▶ [Problem details]
What lines in the data hold the string "Deserialize"? Show them.
** Opening Exercise data block **
//! Board specification and layout helpers for ChArUco.

use crate::dictionary::DictionarySpec;
use nalgebra::Point2;
use serde::{Deserialize, Serialize};

/// Static ChArUco board specification.
///
/// `squares_x`/`squares_y` are **square counts** (not inner corner counts).
#[derive(Clone, Copy, Debug, PartialEq, Serialize, Deserialize)]
pub struct BoardSpec {
    pub squares_x: u32,
    pub squares_y: u32,
    /// Side of one chessboard square, meters.
    pub square_size_m: f64,
    /// Side of one marker, meters.
    pub marker_size_m: f64,
    pub dictionary: DictionarySpec,
}

/// Board specification validation errors.
#[derive(thiserror::Error, Debug, Clone, PartialEq)]
pub enum BoardError {
    #[error("squares_x and squares_y must be >= 2 (got {squares_x} x {squares_y})")]
    InvalidSize { squares_x: u32, squares_y: u32 },
    #[error("square_size_m must be finite and > 0 (got {0})")]
    InvalidSquareSize(f64),
    #[error("marker_size_m must be in (0, square_size_m) (got {marker} for square {square})")]
    InvalidMarkerSize { marker: f64, square: f64 },
    #[error("dictionary id {0} is not a known predefined dictionary")]
    UnknownDictionary(i32),
    #[error("dictionary has no markers or zero bits per side")]
    EmptyDictionary,
    #[error("board needs {needed} markers, dictionary has {available}")]
    NotEnoughDictionaryCodes { needed: usize, available: usize },
}

/// Validated board with precomputed marker placement.
///
/// Follows the pre-4.6 OpenCV ChArUco layout. Board frame: origin at the
/// bottom-left outer corner, x right, y up, z out of the board. The
/// bottom-left square is black and markers occupy the white squares. Marker
/// ids run row-major from the top row; corner ids run row-major from the
/// bottom row.
///
/// Cell coordinates `[i, j]` count squares from the bottom-left, so `j` grows
/// upwards.
#[derive(Clone, Debug)]
pub struct CharucoBoard {
    spec: BoardSpec,
    marker_cells: Vec<[u32; 2]>,
    /// Marker ids touching each inner corner, indexed by corner id.
    corner_markers: Vec<Vec<u32>>,
}

impl CharucoBoard {
    /// Validate and create a board from a spec.
    pub fn new(spec: BoardSpec) -> Result<Self, BoardError> {
        if spec.squares_x < 2 || spec.squares_y < 2 {
            return Err(BoardError::InvalidSize {
                squares_x: spec.squares_x,
                squares_y: spec.squares_y,
            });
        }
        if !spec.square_size_m.is_finite() || spec.square_size_m <= 0.0 {
            return Err(BoardError::InvalidSquareSize(spec.square_size_m));
        }
        if !spec.marker_size_m.is_finite()
            || spec.marker_size_m <= 0.0
            || spec.marker_size_m >= spec.square_size_m
        {
            return Err(BoardError::InvalidMarkerSize {
                marker: spec.marker_size_m,
                square: spec.square_size_m,
            });
        }
        if spec.dictionary.marker_count() == 0 || spec.dictionary.bits_per_side() == 0 {
            return Err(BoardError::EmptyDictionary);
        }

        let marker_cells = white_square_cells(spec.squares_x, spec.squares_y);
        let needed = marker_cells.len();
        let available = spec.dictionary.marker_count() as usize;
        if available < needed {
            return Err(BoardError::NotEnoughDictionaryCodes { needed, available });
        }

        let corner_markers = corner_marker_adjacency(spec.squares_x, spec.squares_y, &marker_cells);

        Ok(Self {
            spec,
            marker_cells,
            corner_markers,
        })
    }

    /// Return the underlying board specification.
    #[inline]
    pub fn spec(&self) -> &BoardSpec {
        &self.spec
    }

    /// Number of markers on the board.
    #[inline]
    pub fn marker_count(&self) -> usize {
        self.marker_cells.len()
    }

    /// Number of inner chessboard corners.
    #[inline]
    pub fn corner_count(&self) -> usize {
        ((self.spec.squares_x - 1) * (self.spec.squares_y - 1)) as usize
    }

    /// Cell coordinates `[i, j]` (j counted from the bottom) of a marker.
    pub fn marker_cell(&self, marker_id: i32) -> Option<[u32; 2]> {
        let idx = usize::try_from(marker_id).ok()?;
        self.marker_cells.get(idx).copied()
    }

    /// Board-plane corners of a marker (TL, TR, BR, BL as printed), meters.
    pub fn marker_object_corners(&self, marker_id: i32) -> Option<[Point2<f64>; 4]> {
        let [i, j] = self.marker_cell(marker_id)?;
        let s = self.spec.square_size_m;
        let m = self.spec.marker_size_m;
        let left = i as f64 * s + 0.5 * (s - m);
        let top = j as f64 * s + 0.5 * (s - m) + m;
        Some([
            Point2::new(left, top),
            Point2::new(left + m, top),
            Point2::new(left + m, top - m),
            Point2::new(left, top - m),
        ])
    }

    /// Corner id of the intersection `(ix, iy)`, `iy` counted from the bottom.
    pub fn corner_id(&self, ix: u32, iy: u32) -> Option<u32> {
        let (sx, sy) = (self.spec.squares_x, self.spec.squares_y);
        if ix == 0 || iy == 0 || ix >= sx || iy >= sy {
            return None;
        }
        Some((iy - 1) * (sx - 1) + (ix - 1))
    }

    /// Board-plane position of an inner corner, meters.
    pub fn corner_object_xy(&self, corner_id: u32) -> Option<Point2<f64>> {
        if corner_id as usize >= self.corner_count() {
            return None;
        }
        let inner_cols = self.spec.squares_x - 1;
        let i = (corner_id % inner_cols) as f64 + 1.0;
        let j = (corner_id / inner_cols) as f64 + 1.0;
        Some(Point2::new(
            i * self.spec.square_size_m,
            j * self.spec.square_size_m,
        ))
    }

    /// Markers whose squares touch the given inner corner.
    pub fn adjacent_markers(&self, corner_id: u32) -> &[u32] {
        self.corner_markers
            .get(corner_id as usize)
            .map_or(&[], Vec::as_slice)
    }

    /// Axis length used for visualization: half of the shorter board side.
    pub fn axis_length_m(&self) -> f64 {
        0.5 * self.spec.squares_x.min(self.spec.squares_y) as f64 * self.spec.square_size_m
    }
}

fn white_square_cells(squares_x: u32, squares_y: u32) -> Vec<[u32; 2]> {
    let mut out = Vec::new();
    for j in (0..squares_y).rev() {
        for i in 0..squares_x {
            // Bottom-left square is black, so white squares have (i + j) odd.
            if (i + j) % 2 == 1 {
                out.push([i, j]);
            }
        }
    }
    out
}

fn corner_marker_adjacency(squares_x: u32, squares_y: u32, cells: &[[u32; 2]]) -> Vec<Vec<u32>> {
    let mut by_cell = vec![None; (squares_x * squares_y) as usize];
    for (id, &[i, j]) in cells.iter().enumerate() {
        by_cell[(j * squares_x + i) as usize] = Some(id as u32);
    }

    let mut out = Vec::with_capacity(((squares_x - 1) * (squares_y - 1)) as usize);
    for iy in 1..squares_y {
        for ix in 1..squares_x {
            let touching = [
                [ix - 1, iy - 1],
                [ix, iy - 1],
                [ix - 1, iy],
                [ix, iy],
            ];
            let ids = touching
                .iter()
                .filter_map(|&[i, j]| by_cell[(j * squares_x + i) as usize])
                .collect();
            out.push(ids);
        }
    }
    out
}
** Closing Exercise data block **
▶ [Expected output]
use serde::{Deserialize, Serialize};
#[derive(Clone, Copy, Debug, PartialEq, Serialize, Deserialize)]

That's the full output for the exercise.